As every year, in our first newsletter of the year we’re exploring your search terms in the image archive this time as well. Which artists have you searched for most often? Here are your top 20:
1. Caspar David Friedrich
2. Pablo Picasso
3. Vincent van Gogh
4. Salvador Dalí
5. Cindy Sherman
6. Hannah Höch
7. Gabriele Münter
8. Kurt Schwitters
9. Daumier
10. Frida Kahlo
11. Paul Klee
12. Wolfgang Tillmans
13. Caravaggio
14. Claude Monet
15. Paula Modersohn-Becker
16. Edward Hopper
17. Gerhard Richter
18. Rebecca Horn
19. Artemisia Gentileschi
20. Andy Warhol
There’s a new order at the top. Last year Andy Warhol was number 1. This time he just barely made it into the top 20. Caspar David Friedrich has moved up from second to first place and Pablo Picasso from 3rd to 2nd. New this year are Kurt Schwitters, Daumier, Paul Klee, Wolfgang Tilmans, Claude Monet, Paula Modersohn-Becker, Edward Hopper and Rebecca Horn, and no longer included are Giotto, René Magritte, Max Ernst, Otto Dix, Hilma af Klint, Wassily Kandinsky, Albrecht Dürer and Roy Lichtenstein.
Other 2025 rankings of artists do not reflect the search behavior of a group. Instead, they employ different criteria and evaluations.

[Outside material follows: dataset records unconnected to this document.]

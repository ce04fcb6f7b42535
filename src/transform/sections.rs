use serde::Serialize;

use crate::core::error::ValidationError;
use crate::model::{AnalysisResult, FeedbackSection};

/// Feedback lists as handed to the renderer.
///
/// All three keys are always present; an empty section serializes as an
/// empty array.
#[derive(Debug, Clone, Default, PartialEq, Eq, Serialize)]
pub struct FeedbackSections {
    pub highlights: Vec<String>,
    pub strengths: Vec<String>,
    pub improvements: Vec<String>,
}

impl FeedbackSections {
    pub fn section(&self, section: FeedbackSection) -> &[String] {
        match section {
            FeedbackSection::Highlights => &self.highlights,
            FeedbackSection::Strengths => &self.strengths,
            FeedbackSection::Improvements => &self.improvements,
        }
    }

    /// Sections paired with their headings, in display order
    pub fn iter(&self) -> impl Iterator<Item = (FeedbackSection, &[String])> {
        FeedbackSection::ALL
            .into_iter()
            .map(move |section| (section, self.section(section)))
    }
}

pub fn to_feedback_sections(result: &AnalysisResult) -> Result<FeedbackSections, ValidationError> {
    result.validate()?;

    let feedback = result.feedback();
    Ok(FeedbackSections {
        highlights: feedback.highlights().to_vec(),
        strengths: feedback.strengths().to_vec(),
        improvements: feedback.improvements().to_vec(),
    })
}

The “Art Compass” (ger. “Kunstkompass”) is compiled annually by journalist Linde Rohr-Bongard and published in a magazine called “Capital”. Its evaluation and point system considers factors such as exhibitions of more than 300 museums, reviews in specialist journals, acquisitions by leading museums, and awards. This ranking continues to top Gerhard Richter as the world’s most important artist.

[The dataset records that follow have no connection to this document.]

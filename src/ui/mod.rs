//! User interface and interaction
//!
//! This module contains all components related to user interaction,
//! including CLI parsing, terminal output and shell completion generation.

pub mod cli;
pub mod color;
pub mod completion;
pub mod output;

// Re-export commonly used items
pub use cli::{Cli, Commands, cli_to_config};
pub use completion::print_completions;
pub use output::display_summary;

Of the currently 51,085 image collections in prometheus, 1,793 image collections are public. This means that they can be seen by everyone who has access to the image archive and, in some cases, can also be edited if the owners of these image collections have activated the “writable” setting. Select “public” and they will be displayed to you, here sorted by “updated on”:
Other sorting options are owner and title.

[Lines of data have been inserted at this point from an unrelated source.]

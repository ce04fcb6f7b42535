//! Wire form of an analysis result
//!
//! These records mirror the JSON document an external analysis engine
//! writes. They carry no invariants; converting them into the validated
//! model types with `TryFrom` is where every check happens.

use serde::{Deserialize, Serialize};

use crate::core::constants::scores;
use crate::core::error::ValidationError;
use crate::model::metric::DisplayValue;

#[derive(Debug, Clone, Serialize, Deserialize)]
pub struct MetricRecord {
    pub label: String,
    pub value: DisplayValue,
    #[serde(default, skip_serializing_if = "Option::is_none")]
    pub percent: Option<i64>,
}

#[derive(Debug, Clone, Serialize, Deserialize)]
pub struct RadarAxisRecord {
    pub axis: String,
    pub score: i64,
}

#[derive(Debug, Clone, Serialize, Deserialize)]
pub struct CategoryRecord {
    pub name: String,
    pub weight: f64,
}

#[derive(Debug, Clone, Default, Serialize, Deserialize)]
pub struct FeedbackRecord {
    #[serde(default)]
    pub highlights: Vec<String>,
    #[serde(default)]
    pub strengths: Vec<String>,
    #[serde(default)]
    pub improvements: Vec<String>,
}

#[derive(Debug, Clone, Serialize, Deserialize)]
pub struct AnalysisRecord {
    pub resume_score: i64,
    pub communication_score: i64,
    pub readability_score: i64,
    #[serde(default)]
    pub metrics: Vec<MetricRecord>,
    pub radar: Vec<RadarAxisRecord>,
    pub categories: Vec<CategoryRecord>,
    #[serde(default)]
    pub feedback: FeedbackRecord,
}

/// Narrow a wire score to the 0-100 scale
pub(crate) fn checked_score(field: &str, raw: i64) -> Result<u32, ValidationError> {
    u32::try_from(raw)
        .ok()
        .filter(|score| *score <= scores::MAX_SCORE)
        .ok_or_else(|| ValidationError::ScoreOutOfRange {
            field: field.to_string(),
            score: raw,
        })
}

/// Narrow a wire percent to the 0-100 scale
pub(crate) fn checked_percent(label: &str, raw: i64) -> Result<u32, ValidationError> {
    u32::try_from(raw)
        .ok()
        .filter(|percent| *percent <= scores::MAX_SCORE)
        .ok_or_else(|| ValidationError::PercentOutOfRange {
            label: label.to_string(),
            percent: raw,
        })
}
//! Core types and foundational components
//!
//! This module contains error handling and the constants used
//! throughout the application.

pub mod constants;
pub mod error;

// Re-export commonly used items for convenience
pub use error::{Result, ResumeBoardError, ValidationError};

Now 1,793 image collections are already quite a lot, which are not easy to search from front to back in 10, 20, 40 or 100 packages to see if there is something interesting for you. Therefore, you can also search by different categories, such titles as “Maria” (18 hits), by description such as “Maria” (2 hits) or by keywords like the German word for Christmas,“Weihnachten” (16 hits).
By the way, if you click on one of the keywords that has been assigned to an image collection, you will be shown all image collections that have been tagged with this term.
You know prometheus combines a large number of different databases under one interface, don’t you? By default, your search term will be searched in all image databases (green dot).
In the advanced search, you can also choose whether you want to search institute, museum or research databases, the upload databases of prometheus users, in combinations or only include individual image databases.
At the suggestion of your ranks, we have now integrated a new feature. You can save your special selection of image databases and select it in your subsequent sessions or set it as your default, you can rename or delete the selection again.